今日からまた東京です。こちらに来てみると奈良に比べて暑いですね。夏がもう本当にすぐそこだと感じます。お中元の季節がきますね。皆さんはお中元されますか?

お中元とは夏の暑い盛りに、日頃からお世話になっている方々へ感謝の気持ちと、健康でいられるようにと願いを表すに日本に古くから伝わる風習ですね。そもそもお中元とは7月15日の事で、1月15日の上元、10月15日の下元とともに「三元」と呼ばれる年中行事の一つです。古代に中国から伝わった7月15日の中元の日は、贖罪の日。つまり、今まで犯した罪を償う日として、その日一日、庭で焚き火をする習慣がありました。記録によると推古天皇は606年の7月13日~16日にかけて、宮中で初めてお盆の行事が行われたそうです。大昔の時代にはお盆の行事とお中元の行事が、同じ日に平行して行われていたのです。

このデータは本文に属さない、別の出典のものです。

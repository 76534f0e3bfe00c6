//! The stack backend: IR to textual assembly for a stack virtual machine.
//!
//! Mnemonics: `PUSH`/`LOAD`/`STORE`/`POP`, arithmetic (`ADD` `SUB` `MUL`
//! `DIV` `MOD` `NEG`), comparisons (`EQ` `NE` `LT` `LE` `GT` `GE`),
//! logical (`AND` `OR` `NOT`), casts (`I2F` `F2I` `I2B` `B2I`), control
//! (`JMP` `JZ` `JNZ`), `CALL name/argc`, `RET`, `PRINT`, `READ <type>`,
//! and the aggregate helpers `ALOAD name` / `ASTORE name` (element load
//! and store on a named array slot, index on the stack) and
//! `FLOAD name.field` / `FSTORE name.field`.
//!
//! Functions are bracketed by `FN name/argc` and `END`; the main body is
//! labeled `MAIN` and execution starts there. Temps that carry a source
//! variable name keep it when the name is unique within the function,
//! which keeps the listing readable.

use std::fmt::Write;

use patakha_common::Ty;
use rustc_hash::FxHashMap;

use crate::ir::{BinOp, Const, Function, Instr, Operand, Program, Temp};

/// Emit the whole program as stack assembly.
pub fn emit(program: &Program) -> String {
    let mut out = String::new();
    for func in &program.functions {
        if !func.is_main {
            emit_function(program, func, &mut out);
        }
    }
    if let Some(main) = program.functions.iter().find(|f| f.is_main) {
        out.push_str("MAIN:\n");
        let slots = SlotNames::new(main);
        emit_body(program, main, &slots, &mut out);
        out.push_str("END\n");
    }
    out
}

fn emit_function(program: &Program, func: &Function, out: &mut String) {
    let _ = writeln!(out, "FN {}/{}", func.name, func.params.len());
    let slots = SlotNames::new(func);
    // Arguments arrive on the stack, last pushed on top.
    for param in func.params.iter().rev() {
        let _ = writeln!(out, "    STORE {}", slots.name(*param));
    }
    emit_body(program, func, &slots, out);
    out.push_str("END\n");
}

/// Display names for temps: the backing variable name when it is unique in
/// the function, otherwise the plain `t<N>` spelling.
struct SlotNames {
    names: Vec<String>,
}

impl SlotNames {
    fn new(func: &Function) -> Self {
        let mut counts: FxHashMap<&str, u32> = FxHashMap::default();
        for name in func.temp_names.iter().flatten() {
            *counts.entry(name.as_str()).or_insert(0) += 1;
        }
        let names = func
            .temp_names
            .iter()
            .enumerate()
            .map(|(i, name)| match name {
                Some(name) if counts[name.as_str()] == 1 => name.clone(),
                _ => Temp(i as u32).to_string(),
            })
            .collect();
        Self { names }
    }

    fn name(&self, temp: Temp) -> &str {
        &self.names[temp.0 as usize]
    }
}

fn emit_body(program: &Program, func: &Function, slots: &SlotNames, out: &mut String) {
    for instr in &func.instrs {
        emit_instr(program, func, slots, instr, out);
    }
}

fn push_operand(slots: &SlotNames, op: &Operand, out: &mut String) {
    match op {
        Operand::Temp(t) => {
            let _ = writeln!(out, "    LOAD {}", slots.name(*t));
        }
        Operand::Const(c) => {
            let _ = writeln!(out, "    PUSH {}", const_text(c));
        }
    }
}

fn const_text(c: &Const) -> String {
    match c {
        Const::Int(v) => v.to_string(),
        Const::Float(v) => format!("{v:?}"),
        Const::Bool(true) => "1".to_string(),
        Const::Bool(false) => "0".to_string(),
        Const::Str(v) => format!("{v:?}"),
    }
}

fn bin_mnemonic(op: BinOp) -> &'static str {
    match op {
        BinOp::Add => "ADD",
        BinOp::Sub => "SUB",
        BinOp::Mul => "MUL",
        BinOp::Div => "DIV",
        BinOp::Mod => "MOD",
        BinOp::Eq => "EQ",
        BinOp::Ne => "NE",
        BinOp::Lt => "LT",
        BinOp::Le => "LE",
        BinOp::Gt => "GT",
        BinOp::Ge => "GE",
    }
}

fn read_mnemonic(ty: &Ty) -> &'static str {
    match ty {
        Ty::Int => "READ INT",
        Ty::Float => "READ FLOAT",
        Ty::Bool => "READ BOOL",
        Ty::Str => "READ STR",
        _ => "READ INT",
    }
}

fn emit_instr(
    program: &Program,
    func: &Function,
    slots: &SlotNames,
    instr: &Instr,
    out: &mut String,
) {
    match instr {
        Instr::Label(label) => {
            let _ = writeln!(out, "{label}:");
        }
        Instr::Const { dst, value } => {
            let _ = writeln!(out, "    PUSH {}", const_text(value));
            let _ = writeln!(out, "    STORE {}", slots.name(*dst));
        }
        Instr::Copy { dst, src } => {
            push_operand(slots, src, out);
            let _ = writeln!(out, "    STORE {}", slots.name(*dst));
        }
        Instr::Bin { op, dst, lhs, rhs } => {
            push_operand(slots, lhs, out);
            push_operand(slots, rhs, out);
            let _ = writeln!(out, "    {}", bin_mnemonic(*op));
            let _ = writeln!(out, "    STORE {}", slots.name(*dst));
        }
        Instr::Neg { dst, src } => {
            push_operand(slots, src, out);
            let _ = writeln!(out, "    NEG");
            let _ = writeln!(out, "    STORE {}", slots.name(*dst));
        }
        Instr::Not { dst, src } => {
            push_operand(slots, src, out);
            let _ = writeln!(out, "    NOT");
            let _ = writeln!(out, "    STORE {}", slots.name(*dst));
        }
        Instr::Cast { dst, src, from, to } => {
            push_operand(slots, src, out);
            emit_cast(from, to, out);
            let _ = writeln!(out, "    STORE {}", slots.name(*dst));
        }
        Instr::IndexLoad { dst, base, index } => {
            push_operand(slots, index, out);
            let _ = writeln!(out, "    ALOAD {}", slots.name(*base));
            let _ = writeln!(out, "    STORE {}", slots.name(*dst));
        }
        Instr::IndexStore { base, index, value } => {
            push_operand(slots, index, out);
            push_operand(slots, value, out);
            let _ = writeln!(out, "    ASTORE {}", slots.name(*base));
        }
        Instr::FieldLoad { dst, base, field } => {
            let field = field_name(program, func, *base, *field);
            let _ = writeln!(out, "    FLOAD {}.{field}", slots.name(*base));
            let _ = writeln!(out, "    STORE {}", slots.name(*dst));
        }
        Instr::FieldStore { base, field, value } => {
            let field = field_name(program, func, *base, *field);
            push_operand(slots, value, out);
            let _ = writeln!(out, "    FSTORE {}.{field}", slots.name(*base));
        }
        Instr::Jump { target } => {
            let _ = writeln!(out, "    JMP {target}");
        }
        Instr::Branch { cond, then_, else_ } => {
            push_operand(slots, cond, out);
            let _ = writeln!(out, "    JZ {else_}");
            let _ = writeln!(out, "    JMP {then_}");
        }
        Instr::Call { dst, func: name, args } => {
            for arg in args {
                push_operand(slots, arg, out);
            }
            let _ = writeln!(out, "    CALL {name}/{}", args.len());
            match dst {
                Some(dst) => {
                    let _ = writeln!(out, "    STORE {}", slots.name(*dst));
                }
                None => {}
            }
        }
        Instr::Ret { value } => {
            if let Some(value) = value {
                push_operand(slots, value, out);
            }
            let _ = writeln!(out, "    RET");
        }
        Instr::Print { value, .. } => {
            push_operand(slots, value, out);
            let _ = writeln!(out, "    PRINT");
        }
        Instr::Read { dst, ty } => {
            let _ = writeln!(out, "    {}", read_mnemonic(ty));
            let _ = writeln!(out, "    STORE {}", slots.name(*dst));
        }
    }
}

/// Compose a cast from the minimal cast set. A float-to-bool test has no
/// single mnemonic and compiles to a comparison against 0.0 instead.
fn emit_cast(from: &Ty, to: &Ty, out: &mut String) {
    match (from, to) {
        (Ty::Int, Ty::Float) => {
            let _ = writeln!(out, "    I2F");
        }
        (Ty::Float, Ty::Int) => {
            let _ = writeln!(out, "    F2I");
        }
        (Ty::Int, Ty::Bool) => {
            let _ = writeln!(out, "    I2B");
        }
        (Ty::Bool, Ty::Int) => {
            let _ = writeln!(out, "    B2I");
        }
        (Ty::Bool, Ty::Float) => {
            let _ = writeln!(out, "    B2I");
            let _ = writeln!(out, "    I2F");
        }
        (Ty::Float, Ty::Bool) => {
            let _ = writeln!(out, "    PUSH 0.0");
            let _ = writeln!(out, "    NE");
        }
        _ => {}
    }
}

fn field_name(program: &Program, func: &Function, base: Temp, field: u32) -> String {
    let Ty::Record(record) = &func.temp_tys[base.0 as usize] else {
        return format!("f{field}");
    };
    program
        .record(record)
        .and_then(|r| r.fields.get(field as usize))
        .map(|(name, _)| name.clone())
        .unwrap_or_else(|| format!("f{field}"))
}
// In app/src/panel.rs

//! Terminal rendering of the signal panel.

use events::{SignalReport, TargetKind, format_price, targets, trend_label};
use indicator::Recompute;

/// The multi-line panel: pair header, trend, price and the level ladder.
pub fn render(report: &SignalReport, source: &str) -> String {
    let state = &report.state;
    let mut lines = vec![
        format!("{} {}  [{}]", report.symbol.display_name(), report.interval, source),
        format!(
            "Trend: {:<9} Price: {:<12} ATR: {}",
            trend_label(state),
            format_price(state.price),
            format_price(state.atr)
        ),
    ];

    let levels = targets(state);
    if levels.is_empty() {
        lines.push("  No signal yet.".to_string());
    }
    for target in levels {
        let marker = match target.kind {
            TargetKind::Stop => "x",
            TargetKind::Entry => ">",
            TargetKind::Profit => "+",
        };
        lines.push(format!("  {} {:<10} {}", marker, target.name, format_price(target.value)));
    }

    lines.join("\n")
}

/// A one-line status for refreshes that did not move the levels.
pub fn status_line(report: &SignalReport, outcome: Recompute) -> String {
    let note = match outcome {
        Recompute::Held => "holding".to_string(),
        Recompute::Triggered(cause) => format!("{cause:?}"),
        Recompute::InsufficientData { required, available } => {
            format!("waiting for data ({available}/{required})")
        }
    };
    format!(
        "{} {} {} @ {} ({})",
        report.generated_at.format("%H:%M:%S"),
        report.symbol,
        trend_label(&report.state),
        format_price(report.state.price),
        note
    )
}
// In crates/core-types/src/error.rs

use thiserror::Error;

#[derive(Error, Debug, Clone, PartialEq, Eq)]
pub enum Error {
    #[error("Unknown interval: {0}")]
    UnknownInterval(String),
}

pub type Result<T> = std::result::Result<T, Error>;
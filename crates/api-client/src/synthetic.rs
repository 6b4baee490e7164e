// In crates/api-client/src/synthetic.rs

use crate::types::{candles_from_rows, RawKline};
use crate::{CandleProvider, Result};
use async_trait::async_trait;
use chrono::Utc;
use core_types::{Candle, Interval, Symbol};
use rand::rngs::StdRng;
use rand::{Rng, SeedableRng};
use serde_json::Value;

/// Offline stand-in for the exchange: a random-walk chart around a
/// plausible price for the symbol.
///
/// Rows are rendered the way the exchange sends them and go through the same
/// row conversion as real data.
#[derive(Debug, Clone, Default)]
pub struct SyntheticFeed {
    seed: Option<u64>,
}

impl SyntheticFeed {
    pub fn new() -> Self {
        Self { seed: None }
    }

    /// A feed that produces the same walk on every call.
    pub fn with_seed(seed: u64) -> Self {
        Self { seed: Some(seed) }
    }

    /// Typical price level for well-known symbols, 100 for anything else.
    pub fn base_price(symbol: &Symbol) -> f64 {
        match symbol.0.as_str() {
            "BTCUSDT" => 65000.0,
            "ETHUSDT" => 3500.0,
            "BNBUSDT" => 600.0,
            "SOLUSDT" => 150.0,
            "XRPUSDT" => 0.6,
            "ADAUSDT" => 0.45,
            "DOGEUSDT" => 0.14926,
            "SHIBUSDT" => 0.000025,
            _ => 100.0,
        }
    }

    /// Generates `interval.default_limit()` candles ending now.
    pub fn generate(&self, symbol: &Symbol, interval: Interval) -> Vec<Candle> {
        let mut rng = match self.seed {
            Some(seed) => StdRng::seed_from_u64(seed),
            None => StdRng::from_entropy(),
        };
        self.generate_at(symbol, interval, Utc::now().timestamp_millis(), &mut rng)
    }

    fn generate_at(
        &self,
        symbol: &Symbol,
        interval: Interval,
        now_ms: i64,
        rng: &mut StdRng,
    ) -> Vec<Candle> {
        let bars = interval.default_limit() as i64;
        let base_price = Self::base_price(symbol);
        let volatility = base_price * 0.01;
        let mut price = base_price;

        let rows: Vec<RawKline> = (0..bars)
            .map(|i| {
                let time = now_ms - (bars - 1 - i) * interval.duration_ms();
                let open = price;
                let close = open + rng.gen_range(-1.0..1.0) * volatility;
                let high = open.max(close) + rng.gen_range(0.0..0.5) * volatility;
                let low = open.min(close) - rng.gen_range(0.0..0.5) * volatility;
                let volume = rng.gen_range(0.0..1000.0);
                price = close;

                vec![
                    Value::from(time),
                    Value::from(format!("{open:.8}")),
                    Value::from(format!("{high:.8}")),
                    Value::from(format!("{low:.8}")),
                    Value::from(format!("{close:.8}")),
                    Value::from(format!("{volume:.2}")),
                ]
            })
            .collect();

        candles_from_rows(&rows)
    }
}

#[async_trait]
impl CandleProvider for SyntheticFeed {
    fn name(&self) -> &'static str {
        "synthetic"
    }

    async fn fetch(&self, symbol: &Symbol, interval: Interval) -> Result<Vec<Candle>> {
        Ok(self.generate(symbol, interval))
    }
}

室町時代になると、お盆の行事が死者を迎えて、その魂を供養するのに対し、お中元の行事は「生身玉」あるいは「御めでた事」と呼ばれ、「今生きている事を喜ぶ」「無事を祝う」という、生きている人のための行事に変わっていきます。そして室町時代には朝廷や武家の間では、親戚や知人の家に訪問し合って、交流を深め、お互いの無事を喜ぶ、といった事が盛んに行われるようになります。江戸時代になると、その風習は盛んになり、交際範囲の広い人は、中元の日の一日だけでは対応しきれなくなってきます。だからといって何もしないわけにはいきませんので、そういう人は中元の日の前後に、贈り物をしたり、手土産を持って挨拶に行くようになるのです。明治維新後は、使者を使って贈り物を届けて礼をつくすといった形になり、いつしかその贈り物のお品物自体を中元と呼ぶようになり、本来の意味は消え去って、「親しい人、お世話になった人にお中元を贈る」という事になったようです。なかなか会えない人、いつもはお礼ができないから改めてお礼をすることで日頃の感謝の気持をお伝えしたいなと思っています。

年末まで、あと185日。誕生花は紫陽花、ゼラニウム、薊、風露草、ジャーマンアイリス。今日が特別な日の方、おめでとうございます。そうでない方も、今日という日を味わってくださいね。